The team removed from its analysis menhaden and pollack, the two species with the largest commercial catch. These fish are neither flagged for concern nor much targeted for sport. For the remaining 907 saltwater species, sportfishing accounted for 10 percent of landings.
The researchers then focused on fish that the National Marine Fisheries Service has assessed as either “overfished” or “experiencing overfishing.” Coleman and her colleagues determined, for example, that recreation accounts for 59 percent of red snapper landings in the Gulf of Mexico and 93 percent of red drum landings in the southern U.S. Atlantic.
The researchers also calculated the share of recreation landings by region for the troubled species: 12 percent in the Northeast, 38 percent in the southern Atlantic, and 59 percent off the Pacific Coast.
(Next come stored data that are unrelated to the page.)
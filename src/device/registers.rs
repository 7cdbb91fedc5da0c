//! The register store: four 16-bit-word address spaces plus a typed
//! overlay that maps logical values onto 1-4 consecutive words.

use crate::error::{ProfileError, StoreError};
use core::fmt;
use serde::{Deserialize, Serialize};
use std::collections::{HashMap, HashSet};

/// Addressable units per register space.
pub const SPACE_SIZE: usize = 0x1_0000;

/// One of the four independent Modbus address spaces.
#[derive(Debug, Clone, Copy, PartialEq, Eq, Hash, Serialize, Deserialize)]
pub enum RegisterSpace {
    Coil,
    DiscreteInput,
    HoldingRegister,
    InputRegister,
}

impl RegisterSpace {
    /// Coils and discrete inputs are addressed bit by bit, the register
    /// spaces word by word.
    #[must_use]
    pub const fn is_bit_addressed(self) -> bool {
        matches!(self, Self::Coil | Self::DiscreteInput)
    }
}

impl fmt::Display for RegisterSpace {
    fn fmt(&self, f: &mut fmt::Formatter<'_>) -> fmt::Result {
        let name = match self {
            Self::Coil => "Coil",
            Self::DiscreteInput => "DiscreteInput",
            Self::HoldingRegister => "HoldingRegister",
            Self::InputRegister => "InputRegister",
        };
        f.write_str(name)
    }
}

/// Logical data type of a typed register definition.
#[derive(Debug, Clone, Copy, PartialEq, Eq, Serialize, Deserialize)]
#[serde(rename_all = "lowercase")]
pub enum DataType {
    Uint16,
    Int16,
    Uint32,
    Int32,
    Float32,
    Float64,
    Boolean,
}

impl DataType {
    /// Number of 16-bit words occupied by a value of this type.
    #[must_use]
    pub const fn word_len(self) -> u16 {
        match self {
            Self::Uint16 | Self::Int16 | Self::Boolean => 1,
            Self::Uint32 | Self::Int32 | Self::Float32 => 2,
            Self::Float64 => 4,
        }
    }

    pub(crate) const fn name(self) -> &'static str {
        match self {
            Self::Uint16 => "uint16",
            Self::Int16 => "int16",
            Self::Uint32 => "uint32",
            Self::Int32 => "int32",
            Self::Float32 => "float32",
            Self::Float64 => "float64",
            Self::Boolean => "boolean",
        }
    }
}

/// A decoded logical register value.
#[derive(Debug, Clone, Copy, PartialEq)]
pub enum TypedValue {
    U16(u16),
    I16(i16),
    U32(u32),
    I32(i32),
    F32(f32),
    F64(f64),
    Bool(bool),
}

impl TypedValue {
    #[must_use]
    pub const fn data_type(&self) -> DataType {
        match self {
            Self::U16(_) => DataType::Uint16,
            Self::I16(_) => DataType::Int16,
            Self::U32(_) => DataType::Uint32,
            Self::I32(_) => DataType::Int32,
            Self::F32(_) => DataType::Float32,
            Self::F64(_) => DataType::Float64,
            Self::Bool(_) => DataType::Boolean,
        }
    }

    /// Encode into 1-4 words, most significant word first.
    #[must_use]
    pub fn encode_words(&self) -> Vec<u16> {
        match *self {
            Self::U16(v) => vec![v],
            Self::I16(v) => vec![v as u16],
            Self::Bool(v) => vec![u16::from(v)],
            Self::U32(v) => split_u32(v),
            Self::I32(v) => split_u32(v as u32),
            Self::F32(v) => split_u32(v.to_bits()),
            Self::F64(v) => {
                let bits = v.to_bits();
                vec![
                    (bits >> 48) as u16,
                    (bits >> 32) as u16,
                    (bits >> 16) as u16,
                    bits as u16,
                ]
            }
        }
    }

    /// Decode from the words produced by [`encode_words`](Self::encode_words).
    ///
    /// Returns `None` if the slice length does not match the type width.
    #[must_use]
    pub fn decode_words(data_type: DataType, words: &[u16]) -> Option<Self> {
        if words.len() != data_type.word_len() as usize {
            return None;
        }
        let value = match data_type {
            DataType::Uint16 => Self::U16(words[0]),
            DataType::Int16 => Self::I16(words[0] as i16),
            DataType::Boolean => Self::Bool(words[0] != 0),
            DataType::Uint32 => Self::U32(join_u32(words)),
            DataType::Int32 => Self::I32(join_u32(words) as i32),
            DataType::Float32 => Self::F32(f32::from_bits(join_u32(words))),
            DataType::Float64 => {
                let bits = (u64::from(words[0]) << 48)
                    | (u64::from(words[1]) << 32)
                    | (u64::from(words[2]) << 16)
                    | u64::from(words[3]);
                Self::F64(f64::from_bits(bits))
            }
        };
        Some(value)
    }
}

fn split_u32(v: u32) -> Vec<u16> {
    vec![(v >> 16) as u16, v as u16]
}

fn join_u32(words: &[u16]) -> u32 {
    (u32::from(words[0]) << 16) | u32::from(words[1])
}

/// A typed register definition: where a logical value lives.
///
/// A definition of width W occupies the addresses `[address, address + W)`
/// of its space.
#[derive(Debug, Clone, Copy, PartialEq, Eq)]
pub struct TypedRegister {
    pub space: RegisterSpace,
    pub address: u16,
    pub data_type: DataType,
}

impl TypedRegister {
    #[must_use]
    pub const fn word_len(&self) -> u16 {
        if self.space.is_bit_addressed() {
            1
        } else {
            self.data_type.word_len()
        }
    }
}

/// How undefined addresses behave.
#[derive(Debug, Clone, Copy, PartialEq, Eq, Default)]
pub enum BankMode {
    /// Only addresses covered by a definition are valid; raw words
    /// default to zero.
    #[default]
    Profile,
    /// Every address up to the space bound is valid; word spaces are
    /// pre-filled with the address itself, truncated to 16 bits.
    Wide,
}

/// Four independent address spaces plus the typed overlay.
#[derive(Debug, Clone)]
pub struct RegisterBank {
    mode: BankMode,
    coils: Vec<u8>,
    discrete: Vec<u8>,
    holding: Vec<u16>,
    input: Vec<u16>,
    definitions: Vec<TypedRegister>,
    valid: HashMap<RegisterSpace, HashSet<u16>>,
}

impl RegisterBank {
    #[must_use]
    pub fn new(mode: BankMode) -> Self {
        let mut word_space = vec![0; SPACE_SIZE];
        if mode == BankMode::Wide {
            for (addr, word) in word_space.iter_mut().enumerate() {
                *word = addr as u16;
            }
        }
        Self {
            mode,
            coils: vec![0; SPACE_SIZE / 8],
            discrete: vec![0; SPACE_SIZE / 8],
            holding: word_space.clone(),
            input: word_space,
            definitions: Vec::new(),
            valid: HashMap::new(),
        }
    }

    #[must_use]
    pub const fn mode(&self) -> BankMode {
        self.mode
    }

    #[must_use]
    pub fn definitions(&self) -> &[TypedRegister] {
        &self.definitions
    }

    /// Register a typed definition and store its initial value.
    ///
    /// Overlapping definitions within one space are a load-time error.
    pub fn define(
        &mut self,
        register: TypedRegister,
        value: TypedValue,
    ) -> Result<(), ProfileError> {
        let TypedRegister { space, address, .. } = register;
        if register.space.is_bit_addressed() && register.data_type != DataType::Boolean {
            return Err(ProfileError::ValueType {
                space,
                address,
                data_type: register.data_type.name(),
            });
        }
        if value.data_type() != register.data_type {
            return Err(ProfileError::ValueType {
                space,
                address,
                data_type: register.data_type.name(),
            });
        }
        let width = register.word_len();
        if usize::from(address) + usize::from(width) > SPACE_SIZE {
            return Err(ProfileError::OutOfBounds { space, address });
        }
        let set = self.valid.entry(space).or_default();
        for addr in u32::from(address)..u32::from(address) + u32::from(width) {
            if !set.insert(addr as u16) {
                return Err(ProfileError::Overlap {
                    space,
                    address: addr as u16,
                });
            }
        }
        self.definitions.push(register);
        self.write_typed(&register, value)
            .map_err(|_| ProfileError::OutOfBounds { space, address })?;
        Ok(())
    }

    /// Is a single address mapped in the given space?
    #[must_use]
    pub fn address_valid(&self, space: RegisterSpace, address: u16) -> bool {
        match self.mode {
            BankMode::Wide => true,
            BankMode::Profile => self
                .valid
                .get(&space)
                .is_some_and(|set| set.contains(&address)),
        }
    }

    /// Is the whole span `[start, start + count)` mapped?
    #[must_use]
    pub fn span_valid(&self, space: RegisterSpace, start: u16, count: u16) -> bool {
        if u32::from(start) + u32::from(count) > SPACE_SIZE as u32 {
            return false;
        }
        match self.mode {
            BankMode::Wide => true,
            BankMode::Profile => {
                let Some(set) = self.valid.get(&space) else {
                    return false;
                };
                (u32::from(start)..u32::from(start) + u32::from(count))
                    .all(|addr| set.contains(&(addr as u16)))
            }
        }
    }

    /// Find the definition whose span contains `address`, if any.
    ///
    /// This resolves reads that hit the middle of a wider value, e.g. the
    /// second word of a 32-bit register.
    #[must_use]
    pub fn definition_covering(
        &self,
        space: RegisterSpace,
        address: u16,
    ) -> Option<&TypedRegister> {
        self.definitions.iter().find(|def| {
            def.space == space
                && def.address <= address
                && u32::from(address) < u32::from(def.address) + u32::from(def.word_len())
        })
    }

    fn words(&self, space: RegisterSpace) -> Option<&[u16]> {
        match space {
            RegisterSpace::HoldingRegister => Some(&self.holding),
            RegisterSpace::InputRegister => Some(&self.input),
            _ => None,
        }
    }

    fn words_mut(&mut self, space: RegisterSpace) -> Option<&mut [u16]> {
        match space {
            RegisterSpace::HoldingRegister => Some(&mut self.holding),
            RegisterSpace::InputRegister => Some(&mut self.input),
            _ => None,
        }
    }

    fn bits(&self, space: RegisterSpace) -> Option<&[u8]> {
        match space {
            RegisterSpace::Coil => Some(&self.coils),
            RegisterSpace::DiscreteInput => Some(&self.discrete),
            _ => None,
        }
    }

    fn bits_mut(&mut self, space: RegisterSpace) -> Option<&mut [u8]> {
        match space {
            RegisterSpace::Coil => Some(&mut self.coils),
            RegisterSpace::DiscreteInput => Some(&mut self.discrete),
            _ => None,
        }
    }

    const fn out_of_range(space: RegisterSpace, address: u16) -> StoreError {
        StoreError::OutOfRange { space, address }
    }

    /// Read `count` raw words starting at `start`.
    pub fn read_words(
        &self,
        space: RegisterSpace,
        start: u16,
        count: u16,
    ) -> Result<Vec<u16>, StoreError> {
        if !self.span_valid(space, start, count) {
            return Err(Self::out_of_range(space, start));
        }
        let words = self
            .words(space)
            .ok_or(Self::out_of_range(space, start))?;
        let start = usize::from(start);
        Ok(words[start..start + usize::from(count)].to_vec())
    }

    /// Read `count` bits starting at `start`.
    pub fn read_bits(
        &self,
        space: RegisterSpace,
        start: u16,
        count: u16,
    ) -> Result<Vec<bool>, StoreError> {
        if !self.span_valid(space, start, count) {
            return Err(Self::out_of_range(space, start));
        }
        let bits = self.bits(space).ok_or(Self::out_of_range(space, start))?;
        let start = usize::from(start);
        Ok((start..start + usize::from(count))
            .map(|addr| (bits[addr / 8] >> (addr % 8)) & 0b1 > 0)
            .collect())
    }

    /// Write a single raw word.
    pub fn write_word(
        &mut self,
        space: RegisterSpace,
        address: u16,
        word: u16,
    ) -> Result<(), StoreError> {
        if !self.address_valid(space, address) {
            return Err(Self::out_of_range(space, address));
        }
        let words = self
            .words_mut(space)
            .ok_or(Self::out_of_range(space, address))?;
        words[usize::from(address)] = word;
        Ok(())
    }

    /// Write a single bit, packed into byte `address / 8`, bit `address % 8`.
    pub fn write_bit(
        &mut self,
        space: RegisterSpace,
        address: u16,
        value: bool,
    ) -> Result<(), StoreError> {
        if !self.address_valid(space, address) {
            return Err(Self::out_of_range(space, address));
        }
        let bits = self
            .bits_mut(space)
            .ok_or(Self::out_of_range(space, address))?;
        let byte = &mut bits[usize::from(address) / 8];
        let mask = 1 << (address % 8);
        if value {
            *byte |= mask;
        } else {
            *byte &= !mask;
        }
        Ok(())
    }

    /// Decode the logical value stored behind a definition.
    pub fn read_typed(&self, register: &TypedRegister) -> Result<TypedValue, StoreError> {
        if register.space.is_bit_addressed() {
            let bit = self.read_bits(register.space, register.address, 1)?;
            return Ok(TypedValue::Bool(bit[0]));
        }
        let words = self.read_words(register.space, register.address, register.word_len())?;
        TypedValue::decode_words(register.data_type, &words)
            .ok_or(StoreError::TypeMismatch(register.data_type.name()))
    }

    /// Encode a logical value into the raw space behind a definition.
    pub fn write_typed(
        &mut self,
        register: &TypedRegister,
        value: TypedValue,
    ) -> Result<(), StoreError> {
        if value.data_type() != register.data_type {
            return Err(StoreError::TypeMismatch(register.data_type.name()));
        }
        if register.space.is_bit_addressed() {
            let TypedValue::Bool(bit) = value else {
                return Err(StoreError::TypeMismatch(register.data_type.name()));
            };
            return self.write_bit(register.space, register.address, bit);
        }
        let address = usize::from(register.address);
        if address + usize::from(register.word_len()) > SPACE_SIZE {
            return Err(Self::out_of_range(register.space, register.address));
        }
        for (offset, word) in value.encode_words().into_iter().enumerate() {
            self.write_word(register.space, register.address + offset as u16, word)?;
        }
        Ok(())
    }
}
The data may suggest a need for new limits on recreational fishing for some species, say Coleman and her colleagues. Often, anglers are permitted to catch only a limited number of fish of a given species, but regulators rarely limit the number of people who may fish.
Michael Sissenwine, chief science advisor at the National Marine Fisheries Service in Silver Spring, Md., responds that the impacts of recreational fishing “have always been recognized” by fisheries managers.
According to Andrew Rosenberg of the University of New Hampshire in Durham, a former deputy director of the National Marine Fisheries Service, the role of sportfishing hasn’t always been appropriately factored into management plans, “but often for political reasons, not lack of knowledge.”
Marine ecologist Jane Lubchenco of Oregon State University in Corvallis welcomes the new report because, although some scientists worried about the impact of recreational fishing, “nobody had the numbers,” she says.